DeepDRIM: A deep neural network for reconstructing cell type-specific gene regulatory networks using single-cell RNA-seq data

Summary

Single-cell RNA sequencing can capture gene activity at single-cell resolution, allowing the reconstruction of cell type-specific gene regulatory networks (GRNs). Available algorithms for reconstructing GRNs are usually designed for bulk RNA-seq data, and few algorithms are suitable for analyzing scRNA-seq data by dealing with missing events and cellular heterogeneity. In this paper, the authors represent the joint gene expression distributions of gene pairs as images, and propose a novel supervised deep neural network called DeepDRIM , which utilizes images of target TF gene pairs and images of potential neighbors to reconstruct GRN scRNA- seq data . Due to considering the neighborhood context of TF-gene pairs, DeepDRIM can effectively eliminate false positives caused by transitive gene-gene interactions . The authors compared DeepDRIM with nine GRN reconstruction algorithms designed for batch or single-cell RNA-seq data. It achieved significantly better performance on scRNA-seq data collected from eight cell lines. Simulation data shows that DeepDRIM is robust to dropout rate, cell number, and training data size. The authors focused on cell type-specific GRN alterations and observed differential TF targets.

introduce

The reconstruction of gene regulatory networks (GRNs) is critical for understanding the mechanisms of synergistic gene effects and context-specific transcriptional dynamics. But cellular heterogeneity has previously been overlooked . Single-cell RNA sequencing (scRNA-seq) offers the opportunity to capture cell-specific gene expression, allowing greater insight into cellular heterogeneity and cell-type-specific gene activity.
But most available algorithms for GRN reconstruction are designed for batch gene expression and function by solving two computational challenges. In this case, unique difficulties arise if scRNA-seq data are employed. First, putative TF-gene interactions were derived by examining their co-expression. Large amounts of gene expression data are usually normalized to a standard Gaussian distribution so that TF gene correlations can be quantified by methods such as mutual information (MI), Pearson correlation coefficient (PCC), and others. scRNA-seq gene expression data are zero due to imbalanced transcript sampling. Although it is possible to imput zero entries before calculating TFgene co-expression, this may introduce unpredictable noise and bias since most imputation algorithms utilize gene-gene co-expression. Second, TF gene pairs with strong coexpression due to transitive interactions (such as those bridged by one or more intermediate genes) should be eliminated. Several strategies have been devised to remove these transitive interactions by modulating other confounding genes; examples include Gaussian graphical models, conditional MI, context-based normalization and edge removal, and tree-based ensemble methods. These algorithms were originally developed to analyze large amounts of gene expression data and are not suitable for modeling scRNA-seq data. Some algorithmic reconstructions have been proposed.
SCODE , PIDC , SINCERITIES , GENIE3. Although these specialized strategies were designed to address inherent issues in scRNA-seq data, none of them yielded acceptable results benchmarked against cell-type-specific ChIP-seq data, and some even approached random guesswork.
CNNC is a supervised deep neural network that represents the joint expression of gene pairs as an image and predicts gene-gene co-expression from scRNA-seq data using a convolutional neural network (CNN). We noticed that a large number of false positives obtained by CNNC were concentrated in gene pairs with strong Pearson correlations (see figure).

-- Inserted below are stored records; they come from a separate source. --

//! Lint for helpers assigned more than once.

use std::collections::HashSet;

use taggen_schema::{FunctionInfo, TypeDefinition};

use super::super::Lint;
use crate::pipeline::Diagnostic;

/// Warns when the same helper is assigned twice. Both assignments are
/// copied into the output in order, so the last one wins.
pub struct DuplicateFunctionLint;

impl Lint for DuplicateFunctionLint {
    fn name(&self) -> &'static str {
        "duplicate-function"
    }

    fn check(
        &self,
        _definition: &TypeDefinition,
        functions: &[FunctionInfo],
        diagnostics: &mut Vec<Diagnostic>,
    ) {
        let mut seen = HashSet::new();
        let mut reported = HashSet::new();

        for function in functions {
            let name = function.function_name.as_str();
            if !seen.insert(name) && reported.insert(name) {
                diagnostics.push(
                    Diagnostic::warning(
                        "validate",
                        format!(
                            "{}.{} is assigned more than once; the last assignment wins",
                            function.type_name, name
                        ),
                    )
                    .at(format!("{}.{}", function.type_name, name)),
                );
            }
        }
    }
}
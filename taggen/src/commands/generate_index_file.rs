use std::path::PathBuf;

use clap::Args;
use eyre::Result;

use super::GlobalArgs;
use crate::{ops, reports::Report};

#[derive(Args)]
pub struct GenerateIndexFileCommand {
    /// Directory holding the generated modules
    pub dir: PathBuf,

    /// Preview the index without writing to disk
    #[arg(long)]
    pub dry_run: bool,
}

impl GenerateIndexFileCommand {
    pub fn run(&self, global: &GlobalArgs) -> Result<()> {
        let config = global.load_config()?;
        let report = ops::generate_index_file(&self.dir, &config, self.dry_run)?;
        report.render(&mut global.output());
        Ok(())
    }
}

Insert image description here
The authors propose DeepDRIM (Deep Learning-Based Direct Regulatory Interaction Model), a supervised deep neural network that can reconstruct highly accurate cell type-specific GRNs from scRNA-seq data by considering the main image and neighboring images. The basic principle and workflow of DeepDRIM are shown in Figure 2.
Insert image description here
Insert image description here

result

Effectiveness of adjacent images in eliminating transitive interactions

First generate simulated data and try to train the CNNC using two types of inputs, one containing only the main image and the other containing the augmented image. It can be found that when the neighboring images in the model are considered, the overall proportion of false positives and false positives due to transfer interactions drops significantly by 40.4% and 55.4% (Fig. 1B). Insert image description here
The rationale behind this observation can be viewed as “normalizing” the master image to its neighborhood in order to mitigate overestimation of interaction strength. Furthermore, Figures 1C and D clearly show that considering neighboring images does not impair the ability to predict direct interactions (e.g. gene 1 ⇒ gene 2 in Figure 1C, gene 1 ⇒ gene 3 in Figure 1D). In Figure 1E, gene 2 is connected to gene 3 via the indirect edge gene 2 ⇒ gene 4 ⇒ gene 3. Furthermore, we note that the correlation of {Gene 2, Gene 4} (|PCC| = 0.81) and {Gene 4, Gene 3} (|PCC| = 0.83) is stronger than that of the target {Gene 2, Gene 3} (|PCC | = 0.67), which provides clear evidence that {gene 2, gene 3} should be flagged as a false positive. By considering neighboring images, the model reduced the prediction confidence score for {Gene 2, Gene 3} from 0.672 to 0.001, the same as observed in Figure 1F. These findings solidify the importance of considering local neighborhoods in GRN construction to eliminate false positives due to transitive interactions.
Insert image description here

DeepDRIM Overview

DeepDRIM is proposed to reconstruct cell type-specific GRNs from scRNA-seq data with high accuracy and low false positive rate. Figure 2 illustrates how DeepDRIM can be used to predict the interaction between gene a and gene b. First, DeepDRIM transformed the joint gene expression of gene a and gene b into a, a two-dimensional histogram with 32 x 32 bins (main image, Figure 2A), where the intensity of each bin refers to the number of cells falling into it . Second, DeepDRIM constructs 2n + 2 neighboring images, where 2n images involving n genes have top positive covariance with gene a (a, i) or gene b (b, j), and these two images represent the self-image (a, a) and (b, b).
These neighboring images were fed to the model to capture the neighboring context of the main image (Fig. 2B), which provided the key information needed to distinguish direct from delivered interactions. We organize adjacent images into tensors instead of augmented images to achieve better performance on real data (Supplementary Figure S2). Third, two CNNs are used to process the main image (Network A) and neighboring image tensors (32 x 32 x 2n+2) (Network B) respectively (Fig. 2C, Methods and Supplementary Fig. S3). Network A follows VGGnet [32] and is similar to CNNC. Network B is a Siamese-like neural network designed to process multiple adjacent images. The neural network was trained on known TF gene interactions taken from publicly available cell type-specific ChIP-seq data. Finally, unknown interactions are predicted by directed edges with confidence scores (between 0 and 1, Figure 2D).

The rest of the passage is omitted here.